Kafama takılan asıl soru, "Kurtarıcıların neden, sonradan kurtardıklarına da düşman gözüyle bakmaya başladıkları" gerçeğiydi.
Sonunda -her zaman olduğu gibi- imdadıma en büyük kurtarıcı ABD yetişti.. Sağ olsunlar! İyi saatte olsunlar!..
Dünyayı her türlü musibet ve haşereden kurtarıp; her bir tarafa demokrasi ve insan hakları taşımak gibi ilahi bir görevle ortalığı kan gölüne dönüştüren ABD yetkilileri, benim gibi kıt akıllıların kafacıklarını bu tür sorularla yormamalarını sağlamanın yolunu Hollywood stüdyolarında bulmuşlar.
Geçenlerde seyrettiğim böyle bir film sayesinde, aklıma takılıp da yıllardır çözemediğim soruların cevaplarını, şak diye buluverdim...
Senaryo uzayda geçiyor... Uzay gemisini işgal eden, örümcek benzeri uzaylılar (dış mihraklar), gemi mürettebatından zayıf kişilikli olanlarını (iç mihraklar) seçip; onların ağızlarından içeriye dalıp; kafalarına yürüyorlar... Ve kafalarına yerleştiklerinin beyinlerine hükmedip; dünyayı işgal etmeye çalışırlar...
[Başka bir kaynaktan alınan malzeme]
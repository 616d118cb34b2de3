use anyhow::{Context, Result};
use clap::Parser;
use meter_ingest::{config::AppConfig, observability, pipeline::Pipeline, sources::RawInput};
use serde_json::json;
use std::path::PathBuf;

/// Prints one JSON line per file with the detected format and row counts.
#[derive(Debug, Parser)]
#[command(name = "detect_format")]
struct Cli {
    #[arg(required = true)]
    files: Vec<PathBuf>,
}

#[tokio::main]
async fn main() -> Result<()> {
    observability::init_tracing();

    let cli = Cli::parse();
    let cfg = AppConfig::load()?;
    let pipeline = Pipeline::new(cfg.statistics);

    for path in &cli.files {
        let source = path.display().to_string();
        let bytes = tokio::fs::read(path)
            .await
            .with_context(|| format!("reading {source}"))?;
        let input = RawInput::new(source.as_str(), bytes);

        let line = match pipeline.detect(&input).and_then(|d| pipeline.parse(&input).map(|ds| (d, ds))) {
            Ok((detection, dataset)) => {
                let meta = dataset.metadata();
                json!({
                    "source": source,
                    "format": detection.format,
                    "delimiter": (detection.delimiter as char).to_string(),
                    "confidence": detection.confidence,
                    "sampled_rows": detection.sampled_rows,
                    "channels": dataset.channels().collect::<Vec<_>>(),
                    "data_rows": meta.data_rows,
                    "summary_rows": meta.summary_rows,
                    "ignored_rows": meta.ignored_rows,
                    "skipped": meta.skipped,
                    "span": dataset.span().map(|(first, last)| [first.to_string(), last.to_string()]),
                })
            }
            Err(e) => json!({ "source": source, "error": e.to_string() }),
        };
        println!("{line}");
    }

    Ok(())
}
Ama bu örümcek kafaların unuttuğu bir gerçek var: Dünyada -en çok da ABD'de- zayıf kişilikli olmayan; dünyayı -nedense bu replik, "insanlığı" diye geçmiyor hiçbir senaryoda- kurtarmak için ölmeye ve öldürmeye hazır pek çok kurtarıcı kahraman vardır...
Sonunda, bu türden üç beş sağlam karakterli kahraman dışındaki herkesin -hatta gemiyi yöneten kaptanın bile... Çünkü o iyi bir askerden çok pısırık bir siyasetçidir- kafasına yerleşir o düşman örümcekler.
Yapılması gereken, -en yakın arkadaşın da olsa- kafasını örümceklere kaptırmış olanların kafalarını uçurup; düşmandan kurtulmaktır. Bu cesareti gösteremeyenleri örümcekler birer birer ele geçirir...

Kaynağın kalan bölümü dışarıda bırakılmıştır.